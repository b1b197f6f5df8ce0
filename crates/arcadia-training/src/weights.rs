//! Genome operations for the genetic algorithm.
//!
//! A genome is the flat weight vector of a
//! [`FeedForwardNetwork`](arcadia_evaluator::network::FeedForwardNetwork), laid
//! out as [`NetworkLayout`](arcadia_evaluator::network::NetworkLayout)
//! describes. Every operation here is layout-agnostic: it only sees a slice of
//! `f32`.
//!
//! # Operations
//!
//! - **Initialization**: [`random`] draws a genome uniformly from the weight box
//! - **Crossover**: [`blx_alpha`] blends two parents gene by gene
//! - **Mutation**: [`mutate`] perturbs a random subset of genes with Gaussian
//!   noise
//!
//! # Design Decisions
//!
//! ## Symmetric weight box
//!
//! Network weights feed `tanh` hidden units and a linear output layer, so their
//! sign carries meaning and no rescaling of a genome leaves its policy unchanged.
//! Genomes are therefore not normalized. Instead every operation keeps each gene
//! inside `[-max_weight, max_weight]`, and the bound is widened by the
//! [`PopulationDriver`](crate::driver::PopulationDriver) as training moves from
//! one [`EvolutionPhase`](crate::driver::EvolutionPhase) to the next.
//!
//! Genes are clamped, not reflected or redrawn. A gene pushed past the bound
//! sticks to it until a later crossover or mutation pulls it back.
//!
//! ## BLX-α crossover
//!
//! For parents `a` and `b` the child gene is drawn from
//!
//! ```text
//! [min(a, b) - α·|a - b|, max(a, b) + α·|a - b|]
//! ```
//!
//! With `α = 0` children stay between their parents; larger values let the
//! search step outside the region the parents span. Where both parents agree
//! the interval collapses and the child inherits the shared value exactly.
//!
//! ## Gaussian mutation
//!
//! Each gene is independently selected with probability `rate` and shifted by
//! `N(0, σ)`. The phase schedule shrinks `σ` over the run, so late generations
//! make small adjustments around the current champions.
//!
//! # Related
//!
//! - [`genetic`](crate::genetic) applies these operations to whole populations
//! - [`driver`](crate::driver) picks `σ` and the weight bound for each phase

use rand::Rng;
use rand_distr::Normal;

/// Draws a genome of `len` genes, each uniform in `[-max_weight, max_weight]`.
///
/// # Arguments
///
/// * `rng` - Random number generator
/// * `max_weight` - Bound of the weight box, must be finite and non-negative
/// * `len` - Number of genes, usually
///   [`NetworkLayout::weight_count`](arcadia_evaluator::network::NetworkLayout::weight_count)
///
/// # Panics
///
/// Panics if `max_weight` is negative or not finite.
pub fn random<R>(rng: &mut R, max_weight: f32, len: usize) -> Vec<f32>
where
    R: Rng + ?Sized,
{
    std::iter::repeat_with(|| rng.random_range(-max_weight..=max_weight))
        .take(len)
        .collect()
}

/// Produces one child from two parents with BLX-α crossover.
///
/// Each child gene is drawn from the parents' interval widened by `alpha` times
/// its length on both sides, then clamped to `[-max_weight, max_weight]`.
///
/// # Arguments
///
/// * `p1`, `p2` - Parent genomes of the same length
/// * `alpha` - Interval expansion factor (0.0 keeps children between parents)
/// * `max_weight` - Bound of the weight box
/// * `rng` - Random number generator
///
/// # Returns
///
/// A new genome with the parents' length.
///
/// # Panics
///
/// Panics if the parents have different lengths.
///
/// # Examples
///
/// ```
/// use arcadia_engine::GameSeed;
/// use arcadia_training::weights;
///
/// let mut rng = GameSeed::from_u128(0).rng();
///
/// // Identical parents have nothing to blend.
/// let child = weights::blx_alpha(&[-0.5, 0.25], &[-0.5, 0.25], 0.5, 1.0, &mut rng);
/// assert_eq!(child, vec![-0.5, 0.25]);
///
/// // Wide expansion is still held inside the weight box.
/// let child = weights::blx_alpha(&[-1.0, 1.0], &[1.0, -1.0], 3.0, 1.0, &mut rng);
/// assert!(child.iter().all(|w| (-1.0..=1.0).contains(w)));
/// ```
pub fn blx_alpha<R>(p1: &[f32], p2: &[f32], alpha: f32, max_weight: f32, rng: &mut R) -> Vec<f32>
where
    R: Rng + ?Sized,
{
    assert_eq!(p1.len(), p2.len(), "parent genomes differ in length");
    p1.iter()
        .zip(p2)
        .map(|(&a, &b)| blend_gene(a, b, alpha, rng).clamp(-max_weight, max_weight))
        .collect()
}

fn blend_gene<R>(a: f32, b: f32, alpha: f32, rng: &mut R) -> f32
where
    R: Rng + ?Sized,
{
    let (lo, hi) = if a <= b { (a, b) } else { (b, a) };
    let spread = alpha * (hi - lo);
    rng.random_range(lo - spread..=hi + spread)
}

/// Applies Gaussian mutation in place.
///
/// # Arguments
///
/// * `genome` - Genome to perturb
/// * `sigma` - Standard deviation of the noise
/// * `max_weight` - Bound of the weight box; mutated genes are clamped to it
/// * `rate` - Probability that any single gene is selected
/// * `rng` - Random number generator
///
/// # Returns
///
/// Number of genes that were selected for mutation.
///
/// # Panics
///
/// Panics if `sigma` is negative or NaN, or `rate` is outside `[0, 1]`.
pub fn mutate<R>(genome: &mut [f32], sigma: f32, max_weight: f32, rate: f32, rng: &mut R) -> usize
where
    R: Rng + ?Sized,
{
    let noise = Normal::new(0.0, sigma).expect("mutation sigma must be non-negative");
    let rate = f64::from(rate);
    let mut mutated = 0;
    for gene in genome {
        if !rng.random_bool(rate) {
            continue;
        }
        *gene = (*gene + rng.sample(noise)).clamp(-max_weight, max_weight);
        mutated += 1;
    }
    mutated
}

#[cfg(test)]
mod tests {
    use arcadia_engine::GameSeed;

    use super::*;

    #[test]
    fn test_random_covers_both_signs() {
        let mut rng = GameSeed::from_u128(1).rng();
        let genome = random(&mut rng, 0.5, 1000);
        assert_eq!(genome.len(), 1000);
        assert!(genome.iter().all(|w| (-0.5..=0.5).contains(w)));
        assert!(genome.iter().any(|w| *w < -0.25));
        assert!(genome.iter().any(|w| *w > 0.25));
    }

    #[test]
    fn test_random_empty_genome() {
        let mut rng = GameSeed::from_u128(1).rng();
        assert!(random(&mut rng, 1.0, 0).is_empty());
    }

    #[test]
    fn test_blx_alpha_zero_stays_between_parents() {
        let mut rng = GameSeed::from_u128(2).rng();
        let p1 = [-0.5, 0.0, 0.75];
        let p2 = [0.5, 0.0, 0.25];
        for _ in 0..100 {
            let child = blx_alpha(&p1, &p2, 0.0, 1.0, &mut rng);
            for ((c, a), b) in child.iter().zip(p1).zip(p2) {
                assert!((a.min(b)..=a.max(b)).contains(c), "{c} outside [{a}, {b}]");
            }
            assert_eq!(child[1], 0.0);
        }
    }

    #[test]
    fn test_blx_alpha_reaches_outside_parents() {
        let mut rng = GameSeed::from_u128(5).rng();
        let outside = (0..200)
            .map(|_| blx_alpha(&[-0.1], &[0.1], 1.0, 1.0, &mut rng)[0])
            .filter(|w| w.abs() > 0.1)
            .count();
        assert!(outside > 0);
        assert!(outside < 200);
    }

    #[test]
    fn test_blx_alpha_is_clamped() {
        let mut rng = GameSeed::from_u128(3).rng();
        for _ in 0..100 {
            let child = blx_alpha(&[-1.0, 1.0], &[1.0, -1.0], 2.0, 1.0, &mut rng);
            assert!(child.iter().all(|w| (-1.0..=1.0).contains(w)));
        }
    }

    #[test]
    #[should_panic(expected = "parent genomes differ in length")]
    fn test_blx_alpha_rejects_mismatched_parents() {
        let mut rng = GameSeed::from_u128(3).rng();
        let _ = blx_alpha(&[0.0, 0.0], &[0.0], 0.5, 1.0, &mut rng);
    }

    #[test]
    fn test_mutate_rate_bounds() {
        let mut rng = GameSeed::from_u128(4).rng();
        let original = vec![0.1; 50];

        let mut unchanged = original.clone();
        assert_eq!(mutate(&mut unchanged, 0.5, 1.0, 0.0, &mut rng), 0);
        assert_eq!(unchanged, original);

        let mut changed = original.clone();
        assert_eq!(mutate(&mut changed, 0.5, 1.0, 1.0, &mut rng), 50);
        assert!(changed.iter().zip(&original).filter(|(a, b)| a != b).count() > 40);
        assert!(changed.iter().all(|w| (-1.0..=1.0).contains(w)));
    }

    #[test]
    fn test_mutate_zero_sigma_keeps_values() {
        let mut rng = GameSeed::from_u128(6).rng();
        let mut genome = vec![0.3, -0.7, 2.0];
        assert_eq!(mutate(&mut genome, 0.0, 1.0, 1.0, &mut rng), 3);
        // Only the out-of-box gene moves, back onto the bound.
        assert_eq!(genome, vec![0.3, -0.7, 1.0]);
    }
}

* _Work instruction_
If a line in the material above contains the word "clone", it counts; give only the number of such lines.

* _Task output_
2